According to CDM wiki (https://github.com/OHDSI/CommonDataModel/wiki/Data-Model-Conventions)
“…For example, ICD-9-CM codes, which contain mostly diagnoses of human disease, also contain information about the status of patients having received a procedure: V25.5 “Encounter for insertion of implantable subdermal contraceptive” defines a procedure and is therefore stored in the PROCEDURE_OCCURRENCE table.”
My query to look up example v codes’ CDM Standard concept id:
select c1.concept_id as source_concept_id
, c1.domain_id as source_concept_domain
, c1.concept_code as source_concept_code
, c1.concept_name source_concept_name
, c2.concept_id as target_concept_id
, c2.domain_id as target_concept_domain
, c2.concept_code as target_concept_code
, c2.concept_name target_concept_name
from concept c1
join concept_relationship r on r.concept_id_1=c1.concept_id and r.invalid_reason is null and r.relationship_id=‘Maps to’
join concept c2 on c2.concept_id=r.concept_id_2
where c1.vocabulary_id = ‘ICD9CM’
and c1.concept_code in (‘V54.15’,‘V55.1’,‘V71.81’,‘V12.61’)

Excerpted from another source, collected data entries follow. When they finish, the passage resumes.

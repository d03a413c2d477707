//! Instrumented comparison of two lookup strategies
//!
//! Runs a baseline and a candidate [`Lookup`] over the same store snapshot and
//! the same query ids, timing every query with a wall clock.
//!
//! Timings are noisy by nature. What a report guarantees is:
//! - both strategies saw identical queries in identical order
//! - `mismatched_ids` lists every id where the two returned different results
//! - `winner` names the strategy with the strictly lower average (ties go to
//!   the baseline)

use crate::core::{Lookup, RecordStore};
use crate::types::{RecordId, TransactionRecord};
use serde::{Serialize, Serializer};
use std::fmt;
use std::time::{Duration, Instant};

/// Timing for a single query
#[derive(Debug, Clone, PartialEq, Serialize)]
pub struct QueryTiming {
    pub id: RecordId,
    pub found: bool,
    #[serde(rename = "time", serialize_with = "as_secs")]
    pub elapsed: Duration,
}

/// Aggregate timings for one strategy
#[derive(Debug, Clone, PartialEq, Serialize)]
pub struct MethodReport {
    pub method: &'static str,
    pub total_searches: usize,
    #[serde(serialize_with = "as_secs")]
    pub total_time: Duration,
    #[serde(serialize_with = "as_secs")]
    pub average_time: Duration,
    pub results: Vec<QueryTiming>,
}

/// Side-by-side result of a comparison run
#[derive(Debug, Clone, PartialEq, Serialize)]
pub struct ComparisonReport {
    pub baseline: MethodReport,
    pub candidate: MethodReport,
    /// Baseline average divided by candidate average; infinite when the
    /// candidate average is zero
    pub speedup: f64,
    pub winner: &'static str,
    /// Ids where the two strategies disagreed
    pub mismatched_ids: Vec<RecordId>,
}

impl ComparisonReport {
    /// Whether both strategies returned the same result for every query
    pub fn results_match(&self) -> bool {
        self.mismatched_ids.is_empty()
    }
}

impl fmt::Display for ComparisonReport {
    fn fmt(&self, f: &mut fmt::Formatter<'_>) -> fmt::Result {
        writeln!(f, "Comparison Results:")?;
        for report in [&self.baseline, &self.candidate] {
            writeln!(
                f,
                "{} - Average: {:.8} seconds ({} searches)",
                report.method,
                report.average_time.as_secs_f64(),
                report.total_searches
            )?;
        }
        writeln!(f, "Speedup: {:.2}x faster", self.speedup)?;
        writeln!(f, "Winner: {}", self.winner)?;
        if self.results_match() {
            write!(f, "Results: identical")
        } else {
            write!(f, "Results: mismatched for ids {:?}", self.mismatched_ids)
        }
    }
}

/// Time one strategy over every query id
pub fn benchmark_lookup(store: &RecordStore, lookup: &dyn Lookup, ids: &[RecordId]) -> MethodReport {
    timed_pass(store, lookup, ids).0
}

/// Run both strategies over the same store and ids and compare them
pub fn compare_lookups(
    store: &RecordStore,
    baseline: &dyn Lookup,
    candidate: &dyn Lookup,
    ids: &[RecordId],
) -> ComparisonReport {
    let (baseline_report, baseline_results) = timed_pass(store, baseline, ids);
    let (candidate_report, candidate_results) = timed_pass(store, candidate, ids);

    let mismatched_ids = ids
        .iter()
        .zip(baseline_results.iter().zip(candidate_results.iter()))
        .filter(|(_, (left, right))| left != right)
        .map(|(&id, _)| id)
        .collect();

    let baseline_avg = baseline_report.average_time.as_secs_f64();
    let candidate_avg = candidate_report.average_time.as_secs_f64();
    let speedup = if candidate_avg > 0.0 {
        baseline_avg / candidate_avg
    } else {
        f64::INFINITY
    };
    let winner = if candidate_report.average_time < baseline_report.average_time {
        candidate.name()
    } else {
        baseline.name()
    };

    ComparisonReport {
        baseline: baseline_report,
        candidate: candidate_report,
        speedup,
        winner,
        mismatched_ids,
    }
}

fn timed_pass<'s>(
    store: &'s RecordStore,
    lookup: &dyn Lookup,
    ids: &[RecordId],
) -> (MethodReport, Vec<Option<&'s TransactionRecord>>) {
    let mut total_time = Duration::ZERO;
    let mut timings = Vec::with_capacity(ids.len());
    let mut found = Vec::with_capacity(ids.len());

    for &id in ids {
        let start = Instant::now();
        let result = lookup.find(store, id);
        let elapsed = start.elapsed();

        total_time += elapsed;
        timings.push(QueryTiming {
            id,
            found: result.is_some(),
            elapsed,
        });
        found.push(result);
    }

    let average_time = if ids.is_empty() {
        Duration::ZERO
    } else {
        total_time.div_f64(ids.len() as f64)
    };

    let report = MethodReport {
        method: lookup.name(),
        total_searches: ids.len(),
        total_time,
        average_time,
        results: timings,
    };
    (report, found)
}

fn as_secs<S: Serializer>(duration: &Duration, serializer: S) -> Result<S::Ok, S::Error> {
    serializer.serialize_f64(duration.as_secs_f64())
}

and c2.standard_concept =‘S’
order by c1.concept_code;
Does target concept’s domain play a role to decide which destination table that ICD9CM V codes go to? For example: the above example ICD9CM V codes are mapped to different target concept domains: Observation, Procedure, and Condition (which may or may not be the same as their source concept domain). Does it mean the V codes should be loaded to OBSERVATION, PROCEDURE_OCCURRENCE, and CONDITION_OCCURRENCE respectively?